Ancient treasures in the line of fire



By Andrew Hammond


UR (Iraq): Swirling desert sands lead to the ancient rose-coloured temple mound of Ur in south Iraq, a Sumerian city which has survived century upon century of turmoil.

Within a few weeks Ur could find itself in the midst of a high-tech modern war, as US tanks and troops roll by and laser-guided missiles streak overhead in an invasion of Iraq.

The US is massing troops in the Gulf ahead of a possible war over weapons of mass destruction it says President Saddam Hussein is hiding, and experts say that puts Iraq’s wealth of ancient treasures at more risk.

Kuwait, from where a US attack could be launched, is barely 100 km to the south over flat desert from this 4,000-year-old city which in Jewish, Christian and Muslim tradition was the birthplace of the biblical patriarch Abraham.

Pope John Paul II shelved plans to visit Abraham’s birthplace in 2000 as part of a millennium tour of Middle East holy sites, over concerns about his safety in the area, where US and British planes maintain an Iraqi no-fly zone.

An Iraqi excavation team which began work here in 1999 has apparently quit the site, leaving soldiers from a series of military installations around it and the odd Asian tour group the only figures on the horizon.

“This is a place of civilisation, not war,” said site guard Dayef Mohsen, pointing to a series of holes on the wall of the temple, or ziggurat, which he explained were caused by shrapnel from bombs dropped by US planes during the 1991 Gulf War.

The horizon is dominated by the ziggurat of Ur — testament to the sophistication of the Sumerian people. Signs explain that an ancient building renovated by an Iraqi team four years ago is the home of Abraham, whom Muslims regard as the father of the prophets.

“When we talk about Abraham as the father of the prophets that means that all the prophets were Iraqi in origin,” reads one sign, quoting comments by Saddam.

MUSEUMS TAKE PRECAUTIONS: Preparations have been made to protect priceless museum collections from looting and bombing that saw the theft of some 4,000 pieces in 1991, said Nawala al-Mutawalli, a Sumerian language expert at Baghdad’s Iraq Museum.

If there is another war, “we’ll take all the items and pack them away again, as much as we can,” she said, adding that some would be taken to “secret locations”. The Iraq Museum, with its priceless collection from Iraq’s Sumerian, Akkadian, Babylonian, Assyrian and Islamic eras, opened only two years ago after the Gulf War closed its doors.

The museum, which has been closed for 14 of the last 20 years because of successive wars, was damaged during the bombing of a neighbouring telephone exchange.
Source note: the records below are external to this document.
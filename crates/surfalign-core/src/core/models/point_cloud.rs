use nalgebra::{DMatrix, Point3};
use std::collections::HashSet;
use thiserror::Error;

#[derive(Debug, Error, Clone, PartialEq)]
pub enum ModelError {
    #[error("Feature matrix has {rows} rows but the cloud has {points} points")]
    FeatureRowMismatch { points: usize, rows: usize },
    #[error("Feature matrix has {columns} columns but {names} feature names were given")]
    FeatureNameMismatch { columns: usize, names: usize },
    #[error("Duplicate feature name: '{0}'")]
    DuplicateFeatureName(String),
    #[error("Geometric deviation vector has {deviations} entries but the template has {points} points")]
    DeviationLengthMismatch { points: usize, deviations: usize },
    #[error("Feature deviation matrix is {found:?} but the feature matrix is {expected:?}")]
    DeviationShapeMismatch {
        expected: (usize, usize),
        found: (usize, usize),
    },
    #[error("Deviation for point {point} must be strictly positive and finite (value: {value})")]
    InvalidDeviation { point: usize, value: f64 },
}

/// An ordered set of 3-D points with a row-aligned chemical feature matrix.
///
/// Row `i` of [`features`](Self::features) describes point `i`; column `f` carries
/// the meaning given by `feature_names()[f]`. The cloud is immutable once built.
#[derive(Debug, Clone, PartialEq)]
pub struct PointCloud {
    positions: Vec<Point3<f64>>,
    features: DMatrix<f64>,
    feature_names: Vec<String>,
}

impl PointCloud {
    pub fn new(
        positions: Vec<Point3<f64>>,
        features: DMatrix<f64>,
        feature_names: Vec<String>,
    ) -> Result<Self, ModelError> {
        if features.nrows() != positions.len() {
            return Err(ModelError::FeatureRowMismatch {
                points: positions.len(),
                rows: features.nrows(),
            });
        }
        if features.ncols() != feature_names.len() {
            return Err(ModelError::FeatureNameMismatch {
                columns: features.ncols(),
                names: feature_names.len(),
            });
        }
        let mut seen = HashSet::with_capacity(feature_names.len());
        for name in &feature_names {
            if !seen.insert(name.as_str()) {
                return Err(ModelError::DuplicateFeatureName(name.clone()));
            }
        }
        Ok(Self {
            positions,
            features,
            feature_names,
        })
    }

    /// Builds a cloud that carries coordinates only.
    pub fn without_features(positions: Vec<Point3<f64>>) -> Self {
        let rows = positions.len();
        Self {
            positions,
            features: DMatrix::zeros(rows, 0),
            feature_names: Vec::new(),
        }
    }

    #[inline]
    pub fn len(&self) -> usize {
        self.positions.len()
    }

    #[inline]
    pub fn is_empty(&self) -> bool {
        self.positions.is_empty()
    }

    #[inline]
    pub fn positions(&self) -> &[Point3<f64>] {
        &self.positions
    }

    #[inline]
    pub fn features(&self) -> &DMatrix<f64> {
        &self.features
    }

    #[inline]
    pub fn feature_names(&self) -> &[String] {
        &self.feature_names
    }

    pub fn num_features(&self) -> usize {
        self.feature_names.len()
    }

    pub fn feature_index(&self, name: &str) -> Option<usize> {
        self.feature_names.iter().position(|n| n == name)
    }

    pub fn centroid(&self) -> Option<Point3<f64>> {
        if self.positions.is_empty() {
            return None;
        }
        let sum = self
            .positions
            .iter()
            .fold(nalgebra::Vector3::zeros(), |acc, p| acc + p.coords);
        Some(Point3::from(sum / self.positions.len() as f64))
    }
}

#[cfg(test)]
mod tests {
    use super::*;

    fn names(list: &[&str]) -> Vec<String> {
        list.iter().map(|s| s.to_string()).collect()
    }

    #[test]
    fn new_accepts_consistent_shapes() {
        let positions = vec![Point3::new(0.0, 0.0, 0.0), Point3::new(1.0, 0.0, 0.0)];
        let features = DMatrix::from_row_slice(2, 2, &[0.1, 0.2, 0.3, 0.4]);
        let cloud = PointCloud::new(positions, features, names(&["charge", "hbond"])).unwrap();

        assert_eq!(cloud.len(), 2);
        assert_eq!(cloud.num_features(), 2);
        assert_eq!(cloud.feature_index("hbond"), Some(1));
        assert_eq!(cloud.feature_index("missing"), None);
        assert_eq!(cloud.features()[(1, 0)], 0.3);
    }

    #[test]
    fn new_rejects_row_mismatch() {
        let positions = vec![Point3::origin()];
        let features = DMatrix::zeros(2, 1);
        let result = PointCloud::new(positions, features, names(&["charge"]));
        assert_eq!(
            result,
            Err(ModelError::FeatureRowMismatch { points: 1, rows: 2 })
        );
    }

    #[test]
    fn new_rejects_name_count_mismatch() {
        let positions = vec![Point3::origin()];
        let features = DMatrix::zeros(1, 2);
        let result = PointCloud::new(positions, features, names(&["charge"]));
        assert!(matches!(
            result,
            Err(ModelError::FeatureNameMismatch {
                columns: 2,
                names: 1
            })
        ));
    }

    #[test]
    fn new_rejects_duplicate_names() {
        let positions = vec![Point3::origin()];
        let features = DMatrix::zeros(1, 2);
        let result = PointCloud::new(positions, features, names(&["charge", "charge"]));
        assert_eq!(
            result,
            Err(ModelError::DuplicateFeatureName("charge".to_string()))
        );
    }

    #[test]
    fn centroid_is_arithmetic_mean() {
        let cloud = PointCloud::without_features(vec![
            Point3::new(0.0, 0.0, 0.0),
            Point3::new(2.0, 0.0, 0.0),
            Point3::new(1.0, 3.0, -3.0),
        ]);
        let c = cloud.centroid().unwrap();
        assert!((c - Point3::new(1.0, 1.0, -1.0)).norm() < 1e-12);
        assert!(PointCloud::without_features(vec![]).centroid().is_none());
    }
}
Most of its stunning statues and wall reliefs from the Babylonian and Assyrian era will have to stay put because of their size and make do with special covers, Mutawalli said.

Objects removed before the 1991 war to museums in outlying areas were stolen by Iraqis during the chaos of defeat and a popular uprising in the south.

SACK OF NINEVEH: The theft has continued since then, Mutawalli said. Assyrian sculptures from ancient Nineveh and Nimrud around Mosul appeared on the international antiquities market during the 1990s, in what US expert John Malcolm Russell has called the “modern sack of Nineveh”, referring to the destruction of the famed city mentioned in the Bible.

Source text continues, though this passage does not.